Extracted records
//! The grouped-consumer façade: partition ownership is divided among the
//! members of a named group, coordinated through the consensus service and
//! the broker-side group protocol.

use std::collections::{BTreeSet, HashSet};
use std::sync::atomic::{AtomicI32, Ordering};
use std::sync::Arc;
use std::time::Duration;

use async_trait::async_trait;
use tokio::sync::{broadcast, Mutex};
use tokio::task::JoinHandle;
use tracing::{debug, info, warn};

use super::consumer::{
    json_deserializer, ConsumedBatch, ConsumerConfig, ConsumerCore, DeserializerFn,
};
use super::error::{Error, Result};
use super::{instance_name, validate_group_timing, Client};
use crate::allocator::{naive_round_robin, partition_label, AllocatorFn};
use crate::backoff::Backoff;
use crate::cluster::{Cluster, TopicPartition};
use crate::coordinator::{CoordinatorService, Party, SharedSet};
use crate::group::{GroupConfig, GroupPhase, GroupSession, PartitionUniverse, StableView};
use crate::offsets::Start;
use crate::protocol::error::{Error as ApiError, ErrorClass};
use crate::protocol::messages::{
    OffsetCommitRequest, OffsetCommitRequestPartition, OffsetCommitRequestTopic,
    OffsetFetchRequest, OffsetFetchRequestTopic, NO_STORED_OFFSET,
};
use crate::protocol::primitives::{Array, Int32, Int64, NullableString, String_};

/// Builder for [`GroupedConsumer`].
pub struct GroupedConsumerBuilder {
    seeds: Vec<String>,
    client: Option<Arc<Cluster>>,
    group: String,
    coordinator: Option<Arc<dyn CoordinatorService>>,
    allocator: AllocatorFn,
    autocommit: bool,
    session_timeout: Duration,
    heartbeat_interval: Option<Duration>,
    deserializer: DeserializerFn,
    max_wait_time: Duration,
    min_bytes: i32,
    max_bytes: i32,
    deadline: Option<Duration>,
}
impl Default for GroupState {
    fn default() -> Self {
        Self {
            next_member: 0,
            members: vec![],
            last_seen: HashMap::new(),
            session_ttl: Duration::from_millis(500),
            generation_members: vec![],
            generation: 0,
            assignments: HashMap::new(),
            committed: HashMap::new(),
            violations: vec![],
            logs: HashMap::new(),
        }
    }
}

impl GroupState {
    fn leader(&self) -> Option<&String> {
        self.generation_members.iter().min()
    }

    fn touch(&mut self, member: &str) {
        self.last_seen
            .insert(member.to_owned(), std::time::Instant::now());
    }

    fn evict_stale(&mut self) {
        let ttl = self.session_ttl;
        let last_seen = &self.last_seen;
        self.members
            .retain(|m| last_seen.get(m).is_some_and(|seen| seen.elapsed() < ttl));
    }

    fn membership_changed(&self) -> bool {
        let mut members = self.members.clone();
        members.sort();
        let mut generation_members = self.generation_members.clone();
        generation_members.sort();
        members != generation_members
    }

    fn settle_generation(&mut self) {
        if self.membership_changed() {
            self.generation += 1;
            self.generation_members = self.members.clone();
            self.assignments.clear();
        }
    }
}
use std::io::{Read, Write};

use super::{
    read_versioned_array, write_versioned_array, ReadVersionedError, ReadVersionedType,
    RequestBody, WriteVersionedError, WriteVersionedType,
};
use crate::protocol::{
    api_key::ApiKey,
    api_version::{ApiVersion, ApiVersionRange},
    error::Error as ApiError,
    primitives::{Array, Int16, Int32, String_},
    traits::{ReadType, WriteType},
};

#[derive(Debug, PartialEq, Eq, Clone)]
pub struct MetadataRequest {
    /// The topics to fetch metadata for.
    ///
    /// An empty list requests metadata for all topics.
    pub topics: Vec<MetadataRequestTopic>,
}

impl RequestBody for MetadataRequest {
    type ResponseBody = MetadataResponse;

    const API_KEY: ApiKey = ApiKey::Metadata;

    const API_VERSION_RANGE: ApiVersionRange =
        ApiVersionRange::new(ApiVersion(Int16(0)), ApiVersion(Int16(0)));
}

impl<W> WriteVersionedType<W> for MetadataRequest
where
    W: Write,
{
    fn write_versioned(
        &self,
        writer: &mut W,
        version: ApiVersion,
    ) -> Result<(), WriteVersionedError> {
        assert_eq!(version.0 .0, 0);
        write_versioned_array(writer, version, Some(&self.topics))
    }
}

impl<R> ReadVersionedType<R> for MetadataRequest
where
    R: Read,
{
    fn read_versioned(reader: &mut R, version: ApiVersion) -> Result<Self, ReadVersionedError> {
        assert_eq!(version.0 .0, 0);
        Ok(Self {
            topics: read_versioned_array(reader, version)?.unwrap_or_default(),
        })
    }
}

#[derive(Debug, PartialEq, Eq, Clone)]
pub struct MetadataRequestTopic {
    /// The topic name.
    pub name: String_,
}

impl<W> WriteVersionedType<W> for MetadataRequestTopic
where
    W: Write,
{
    fn write_versioned(
        &self,
        writer: &mut W,
        _version: ApiVersion,
    ) -> Result<(), WriteVersionedError> {
        Ok(self.name.write(writer)?)
    }
}

impl<R> ReadVersionedType<R> for MetadataRequestTopic
where
    R: Read,
{
    fn read_versioned(reader: &mut R, _version: ApiVersion) -> Result<Self, ReadVersionedError> {
        Ok(Self {
            name: String_::read(reader)?,
        })
    }
}

#[derive(Debug, PartialEq, Eq, Clone)]
pub struct MetadataResponse {
    /// Each broker in the cluster.
    pub brokers: Vec<MetadataResponseBroker>,

    /// Each topic in the response.
    pub topics: Vec<MetadataResponseTopic>,
}

impl<R> ReadVersionedType<R> for MetadataResponse
where
    R: Read,
{
    fn read_versioned(reader: &mut R, version: ApiVersion) -> Result<Self, ReadVersionedError> {
        assert_eq!(version.0 .0, 0);

        Ok(Self {
            brokers: read_versioned_array(reader, version)?.unwrap_or_default(),
            topics: read_versioned_array(reader, version)?.unwrap_or_default(),
        })
    }
}

impl<W> WriteVersionedType<W> for MetadataResponse
where
    W: Write,
{
    fn write_versioned(
        &self,
        writer: &mut W,
        version: ApiVersion,
    ) -> Result<(), WriteVersionedError> {
        assert_eq!(version.0 .0, 0);

        write_versioned_array(writer, version, Some(&self.brokers))?;
        write_versioned_array(writer, version, Some(&self.topics))
    }
}

#[derive(Debug, PartialEq, Eq, Clone)]
pub struct MetadataResponseBroker {
    /// The broker ID.
    pub node_id: Int32,

    /// The broker hostname.
    pub host: String_,

    /// The broker port.
    pub port: Int32,
}

impl<R> ReadVersionedType<R> for MetadataResponseBroker
where
    R: Read,
{
    fn read_versioned(reader: &mut R, _version: ApiVersion) -> Result<Self, ReadVersionedError> {
        Ok(Self {
            node_id: Int32::read(reader)?,
            host: String_::read(reader)?,
            port: Int32::read(reader)?,
        })
    }
}

impl<W> WriteVersionedType<W> for MetadataResponseBroker
where
    W: Write,
{
    fn write_versioned(
        &self,
        writer: &mut W,
        _version: ApiVersion,
    ) -> Result<(), WriteVersionedError> {
        self.node_id.write(writer)?;
        self.host.write(writer)?;
        self.port.write(writer)?;
        Ok(())
    }
}

#[derive(Debug, PartialEq, Eq, Clone)]
pub struct MetadataResponseTopic {
    /// The topic error, if any.
    pub error: Option<ApiError>,

    /// The topic name.
    pub name: String_,

    /// Each partition in the topic.
    pub partitions: Vec<MetadataResponsePartition>,
}

impl<R> ReadVersionedType<R> for MetadataResponseTopic
where
    R: Read,
{
    fn read_versioned(reader: &mut R, version: ApiVersion) -> Result<Self, ReadVersionedError> {
        Ok(Self {
            error: ApiError::new(Int16::read(reader)?.0),
            name: String_::read(reader)?,
            partitions: read_versioned_array(reader, version)?.unwrap_or_default(),
        })
    }
}

impl<W> WriteVersionedType<W> for MetadataResponseTopic
where
    W: Write,
{
    fn write_versioned(
        &self,
        writer: &mut W,
        version: ApiVersion,
    ) -> Result<(), WriteVersionedError> {
        Int16(self.error.map(|e| e.code()).unwrap_or_default()).write(writer)?;
        self.name.write(writer)?;
        write_versioned_array(writer, version, Some(&self.partitions))
    }
}

#[derive(Debug, PartialEq, Eq, Clone)]
pub struct MetadataResponsePartition {
    /// The partition error, if any.
    pub error: Option<ApiError>,

    /// The partition index.
    pub partition_index: Int32,

    /// The ID of the leader broker, `-1` if leaderless.
    pub leader_id: Int32,

    /// The set of all nodes that host this partition.
    pub replica_nodes: Array<Int32>,

    /// The set of nodes that are in sync with the leader for this partition.
    pub isr_nodes: Array<Int32>,
}

impl<R> ReadVersionedType<R> for MetadataResponsePartition
where
    R: Read,
{
    fn read_versioned(reader: &mut R, _version: ApiVersion) -> Result<Self, ReadVersionedError> {
        Ok(Self {
            error: ApiError::new(Int16::read(reader)?.0),
            partition_index: Int32::read(reader)?,
            leader_id: Int32::read(reader)?,
            replica_nodes: Array::read(reader)?,
            isr_nodes: Array::read(reader)?,
        })
    }
}

impl<W> WriteVersionedType<W> for MetadataResponsePartition
where
    W: Write,
{
    fn write_versioned(
        &self,
        writer: &mut W,
        _version: ApiVersion,
    ) -> Result<(), WriteVersionedError> {
        Int16(self.error.map(|e| e.code()).unwrap_or_default()).write(writer)?;
        self.partition_index.write(writer)?;
        self.leader_id.write(writer)?;
        self.replica_nodes.write(writer)?;
        self.isr_nodes.write(writer)?;
        Ok(())
    }
}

◆ Task goal
For every line of the data above that contains "assignments", copy that line.

◆ Result for this exercise
            assignments: HashMap::new(),
            self.assignments.clear();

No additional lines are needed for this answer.